The dizzying speed of economic development has led to rapid urbanisation; millions of citizens urgently need proper urban planning and infrastructure
After releasing the brakes to end six decades of international isolation, Myanmar has geared up wide-ranging reforms that are powering fast development. However, the dizzying speed of progress means huge challenges are looming. Rapid urbanisation is one indication of Myanmar’s growth spurt, but with it come problems that threaten to wreck the country’s success story.
Early warning signs were raised recently at the Myanmar Construction Summit 2014. Delegates cautioned that the mushrooming urban population could overwhelm a nation that still lacks basic infrastructure or urban planning.
Moe Thida, assistant director at the Ministry of Construction’s Department of Human Settlement and Housing Development, noted that the major problem was the absence of an integrated urban master plan. With no blueprint for land use or utilities and services, construction of desperately needed housing is being hindered.
The government’s low-cost housing project in Yangon provides a stark illustration of the housing problem. At 12 million kyats (about Bt400,000) per unit, the apartments are too expensive for those in the low-income bracket to afford. The price is simply not in line with the reality of the average person’s income. And if the government can’t provide housing for average-income households, what chance does the rapidly growing underprivileged urban population have of being properly housed?
At present, the government still lacks basic legal powers to monitor and commandeer unused and underused land. This lack of proper land management is driving a steep rise in land prices.

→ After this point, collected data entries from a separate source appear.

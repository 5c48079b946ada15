//! HTTP(S) fetcher over a pooled reqwest client
//!
//! One client serves every fetch; reqwest pools connections per origin.
//! Bodies stream to the handler chunk by chunk, with the cancellation
//! flag checked at each chunk boundary. A fetch that outlives its
//! deadline terminates with `TimedOut`.

use std::time::Duration;

use async_trait::async_trait;
use futures::StreamExt;
use tracing::{debug, trace, warn};

use pagecore_base::timer::SharedTimer;
use pagecore_cache::ResponseHeaders;

use crate::fetch::{FetchHandler, FetchOutcome, RequestContext, UrlFetcher};
use crate::{Error, Result};

/// Default whole-fetch timeout.
pub const DEFAULT_FETCH_TIMEOUT_MS: u64 = 250_000;

/// TLS policy bits, set from the `https_options` directive.
#[derive(Clone, Copy, Debug, Default, PartialEq, Eq)]
pub struct HttpsOptions {
    pub enable: bool,
    pub allow_self_signed: bool,
    pub allow_unknown_certificate_authority: bool,
    pub allow_certificate_not_yet_valid: bool,
}

impl HttpsOptions {
    /// Parse a comma-separated directive such as
    /// `"enable,allow_self_signed"`. Unknown tokens are config-time
    /// errors.
    pub fn parse_directive(directive: &str) -> Result<Self> {
        let mut options = Self::default();
        for token in directive.split(',') {
            match token.trim() {
                "" => {}
                "enable" => options.enable = true,
                "allow_self_signed" => options.allow_self_signed = true,
                "allow_unknown_certificate_authority" => {
                    options.allow_unknown_certificate_authority = true;
                }
                "allow_certificate_not_yet_valid" => {
                    options.allow_certificate_not_yet_valid = true;
                }
                other => return Err(Error::InvalidHttpsOption(other.to_string())),
            }
        }
        Ok(options)
    }

    /// True when any certificate-validation relaxation is requested.
    fn accepts_invalid_certs(self) -> bool {
        self.allow_self_signed
            || self.allow_unknown_certificate_authority
            || self.allow_certificate_not_yet_valid
    }
}

/// Streaming URL fetcher backed by one pooled reqwest client.
pub struct ReqwestUrlFetcher {
    client: reqwest::Client,
    timer: SharedTimer,
    timeout_ms: u64,
    https: HttpsOptions,
}

/// Configuration for [`ReqwestUrlFetcher`].
pub struct FetcherBuilder {
    timeout_ms: u64,
    https: HttpsOptions,
    proxy: Option<String>,
    user_agent: Option<String>,
}

impl FetcherBuilder {
    pub fn new() -> Self {
        Self {
            timeout_ms: DEFAULT_FETCH_TIMEOUT_MS,
            https: HttpsOptions {
                enable: true,
                ..Default::default()
            },
            proxy: None,
            user_agent: None,
        }
    }

    pub fn with_timeout_ms(mut self, timeout_ms: u64) -> Self {
        self.timeout_ms = timeout_ms;
        self
    }

    pub fn with_https_options(mut self, https: HttpsOptions) -> Self {
        self.https = https;
        self
    }

    pub fn with_proxy(mut self, proxy: impl Into<String>) -> Self {
        self.proxy = Some(proxy.into());
        self
    }

    pub fn with_user_agent(mut self, user_agent: impl Into<String>) -> Self {
        self.user_agent = Some(user_agent.into());
        self
    }

    pub fn build(self, timer: SharedTimer) -> Result<ReqwestUrlFetcher> {
        let mut builder = reqwest::Client::builder()
            .use_rustls_tls()
            .danger_accept_invalid_certs(self.https.accepts_invalid_certs())
            .timeout(Duration::from_millis(self.timeout_ms));
        if let Some(proxy) = self.proxy {
            let parsed = reqwest::Proxy::all(&proxy).map_err(|e| Error::InvalidProxy {
                proxy: proxy.clone(),
                reason: e.to_string(),
            })?;
            builder = builder.proxy(parsed);
        }
        if let Some(ua) = self.user_agent {
            builder = builder.user_agent(ua);
        }
        Ok(ReqwestUrlFetcher {
            client: builder.build()?,
            timer,
            timeout_ms: self.timeout_ms,
            https: self.https,
        })
    }
}

impl Default for FetcherBuilder {
    fn default() -> Self {
        Self::new()
    }
}

impl ReqwestUrlFetcher {
    pub fn builder() -> FetcherBuilder {
        FetcherBuilder::new()
    }

    /// Remaining time before the request's deadline, falling back to
    /// the fetcher-wide timeout.
    fn remaining(&self, request: &RequestContext) -> Duration {
        match request.deadline_us {
            Some(deadline) => {
                let left = deadline - self.timer.now_us();
                Duration::from_micros(left.max(0) as u64)
            }
            None => Duration::from_millis(self.timeout_ms),
        }
    }

    fn classify(error: &reqwest::Error) -> FetchOutcome {
        if error.is_timeout() {
            return FetchOutcome::TimedOut;
        }
        // rustls failures surface as connect errors; sniff the chain.
        let chain = format!("{error:?}").to_ascii_lowercase();
        if chain.contains("certificate") || chain.contains("tls") || chain.contains("handshake") {
            return FetchOutcome::SslError;
        }
        FetchOutcome::ConnectError
    }

    async fn run(&self, request: &RequestContext, handler: &mut dyn FetchHandler) -> FetchOutcome {
        if request.url.starts_with("https:") && !self.https.enable {
            debug!("HTTPS disabled, refusing {}", request.url);
            return FetchOutcome::SslError;
        }
        if request.cancel.is_requested() {
            return FetchOutcome::Canceled;
        }

        let budget = self.remaining(request);
        let mut builder = self.client.get(&request.url).timeout(budget);
        for (name, value) in &request.request_headers {
            builder = builder.header(name, value);
        }

        let response = match builder.send().await {
            Ok(response) => response,
            Err(e) => {
                debug!("Fetch of {} failed: {e}", request.url);
                return Self::classify(&e);
            }
        };

        let status = response.status();
        handler
            .headers_complete(&convert_headers(&response))
            .await;

        let mut stream = response.bytes_stream();
        while let Some(chunk) = stream.next().await {
            if request.cancel.is_requested() {
                trace!("Fetch of {} canceled mid-body", request.url);
                return FetchOutcome::Canceled;
            }
            match chunk {
                Ok(bytes) => handler.write(bytes).await,
                Err(e) => {
                    warn!("Body stream for {} failed: {e}", request.url);
                    return Self::classify(&e);
                }
            }
        }

        if status.is_success() {
            FetchOutcome::Success
        } else {
            FetchOutcome::HttpError(status.as_u16())
        }
    }
}

/// Translate a reqwest response head into wire-codec headers.
fn convert_headers(response: &reqwest::Response) -> ResponseHeaders {
    let status = response.status();
    let mut headers =
        ResponseHeaders::new(status.as_u16(), status.canonical_reason().unwrap_or(""));
    for (name, value) in response.headers() {
        if let Ok(value) = value.to_str() {
            headers.add(name.as_str(), value);
        }
    }
    headers
}

#[async_trait]
impl UrlFetcher for ReqwestUrlFetcher {
    async fn fetch(
        &self,
        request: RequestContext,
        handler: &mut dyn FetchHandler,
    ) -> FetchOutcome {
        let outcome = self.run(&request, handler).await;
        handler.done(outcome).await;
        outcome
    }
}

#[cfg(test)]
mod tests {
    use super::*;

    #[test]
    fn test_parse_directive() {
        let options =
            HttpsOptions::parse_directive("enable,allow_self_signed").unwrap();
        assert!(options.enable);
        assert!(options.allow_self_signed);
        assert!(!options.allow_unknown_certificate_authority);
        assert!(options.accepts_invalid_certs());
    }

    #[test]
    fn test_parse_directive_empty_and_spaces() {
        let options = HttpsOptions::parse_directive(" enable , ").unwrap();
        assert!(options.enable);
        assert!(!options.accepts_invalid_certs());
    }

    #[test]
    fn test_parse_directive_rejects_unknown_token() {
        assert!(matches!(
            HttpsOptions::parse_directive("enable,bogus"),
            Err(Error::InvalidHttpsOption(t)) if t == "bogus"
        ));
    }

    #[test]
    fn test_invalid_proxy_is_a_config_error() {
        let timer: SharedTimer = std::sync::Arc::new(pagecore_base::timer::SystemTimer::new());
        let result = ReqwestUrlFetcher::builder()
            .with_proxy("::not a proxy::")
            .build(timer);
        assert!(matches!(result, Err(Error::InvalidProxy { .. })));
    }
}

Yangon has become a melting pot, as any visitor to the city will see. Its six million people make it the most populous city in the country, and that figure is expected to skyrocket in line with economic liberalisation. In 2011, 32.6 per cent of Myanmar’s 60 million people lived in urban areas but that figure is growing by 2.49 per cent every year.
Authorities should regard the early warnings as a blessing, giving them the chance to respond quickly. As in many other developing countries, the problems are not limited to the housing supply but extend to a widening gap between the “haves” and “have-nots”.
One idea proposed at the summit was to limit economic development in Yangon and spread it instead to Mandalay. Suzuki Masahiko, a Japanese urban development adviser to the Yangon City Development Committee, said that such a blueprint could be key to the future of the country’s cities. The Japanese government and Japan International Cooperation Agency is helping the Thein Sein administration with urban development.
Myanmar must act quickly to overcome the major challenges that come with economic prosperity. Social problems that arise out of rapid development can turn nasty very quickly. But the country can learn from the flaws and failures in other developing countries’ experiences and avoid falling into the same pattern. The government’s priority is to find a sustainable path for its urban development and strike a balance between economic growth and social well-being. This requires a team effort: Government, policy-makers, academics, politicians and businesspeople must join forces in leading Myanmar onto the right development path. And they must share the common goal of tackling the obstacles that come with accelerating urbanisation.